A deep network construction that adapts to intrinsic dimensionality beyond the domain
This work addresses the challenge of function approximation in high-dimensional spaces for machine learning, showing that deep networks can adapt to intrinsic dimensionality, potentially relaxing the low-dimensional manifold assumption.
The paper tackles the problem of approximating two-layer compositions f(x)=g(φ(x)) via deep ReLU networks, achieving near-optimal rates that depend only on the complexity of the dimensionality-reducing map φ, not the ambient dimension.

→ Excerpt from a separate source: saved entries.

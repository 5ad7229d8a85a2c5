//! # 滑桿與圖形範例
//!
//! 模擬互動介面：滑桿節點帶有指派範本，圖形節點在上游改變時登記重繪，
//! 拖動圖形上的點則反推回滑桿。

use anyhow::Result;
use indexmap::IndexMap;
use quibs::*;

fn main() -> Result<()> {
    tracing_subscriber::fmt()
        .with_max_level(tracing::Level::INFO)
        .with_target(false)
        .init();

    println!("===== 滑桿與圖形範例 =====");
    println!();

    let config = GraphConfig::from_json(r#"{ "cache_choices": true, "track_redraws": true }"#)?;
    let mut graph = Graph::new(config, FunctionRegistry::with_builtins())?;

    println!("步驟 1: 建立滑桿與曲線");
    let amplitude = graph.source(1.0);
    graph.set_name(amplitude, "amplitude")?;
    graph.set_assignment_template(amplitude, Some(AssignmentTemplate::range(0.0, 5.0, 0.5)?))?;

    let xs = graph.source(Value::from(vec![0.0, 0.5, 1.0, 1.5, 2.0]));
    graph.set_name(xs, "xs")?;
    let wave = graph.call("sin", vec![xs.into()])?;
    let curve = graph.call("multiply", vec![amplitude.into(), wave.into()])?;
    graph.set_name(curve, "curve")?;
    graph.set_graphics(curve, true)?;

    let mut kwargs = IndexMap::new();
    kwargs.insert("axis".to_string(), Arg::Value(Value::Int(0)));
    let peak = graph.call_with("max", vec![curve.into()], kwargs)?;
    graph.set_name(peak, "peak")?;
    graph.set_graphics(peak, true)?;

    println!("   curve = {:?}", graph.get_value(curve)?);
    println!("   peak  = {:?}", graph.get_value(peak)?);
    println!();

    println!("步驟 2: 拖動滑桿到 2.3（對齊 0.5 格點）");
    graph.assign(amplitude, Path::root(), 2.3)?;
    println!("   amplitude = {:?}", graph.get_value(amplitude)?);
    println!("   待重繪: {:?}", graph.take_pending_redraws());
    println!("   curve = {:?}", graph.get_value(curve)?);
    println!();

    println!("步驟 3: 拖動曲線上的第 3 個點");
    match graph.assign(curve, Path::at(2), 1.0) {
        Ok(outcome) => println!("   覆寫: {:?}", outcome.targets()),
        Err(err) => println!("   無法指派: {}", err),
    }
    println!("   amplitude = {:?}", graph.get_value(amplitude)?);
    println!("   xs        = {:?}", graph.get_value(xs)?);
    println!("   待重繪: {:?}", graph.take_pending_redraws());
    println!();

    println!("步驟 4: 清理未使用的節點");
    let removed = graph.collect_garbage(&[curve, peak])?;
    println!("   移除 {} 個節點，剩餘 {} 個", removed, graph.len());

    Ok(())
}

We study the approximation of two-layer compositions $f(x) = g(φ(x))$ via deep networks with ReLU activation, where $φ$ is a geometrically intuitive, dimensionality reducing feature map. We focus on two intuitive and practically relevant choices for $φ$: the projection onto a low-dimensional embedded submanifold and a distance to a collection of low-dimensional sets. We achieve near optimal approximation rates, which depend only on the complexity of the dimensionality reducing map $φ$ rather than the ambient dimension. Since $φ$ encapsulates all nonlinear features that are material to the function $f$, this suggests that deep nets are faithful to an intrinsic dimension governed by $f$ rather than the complexity of the domain of $f$. In particular, the prevalent assumption of approximating functions on low-dimensional manifolds can be significantly relaxed using functions of type $f(x) = g(φ(x))$ with $φ$ representing an orthogonal projection onto the same manifold.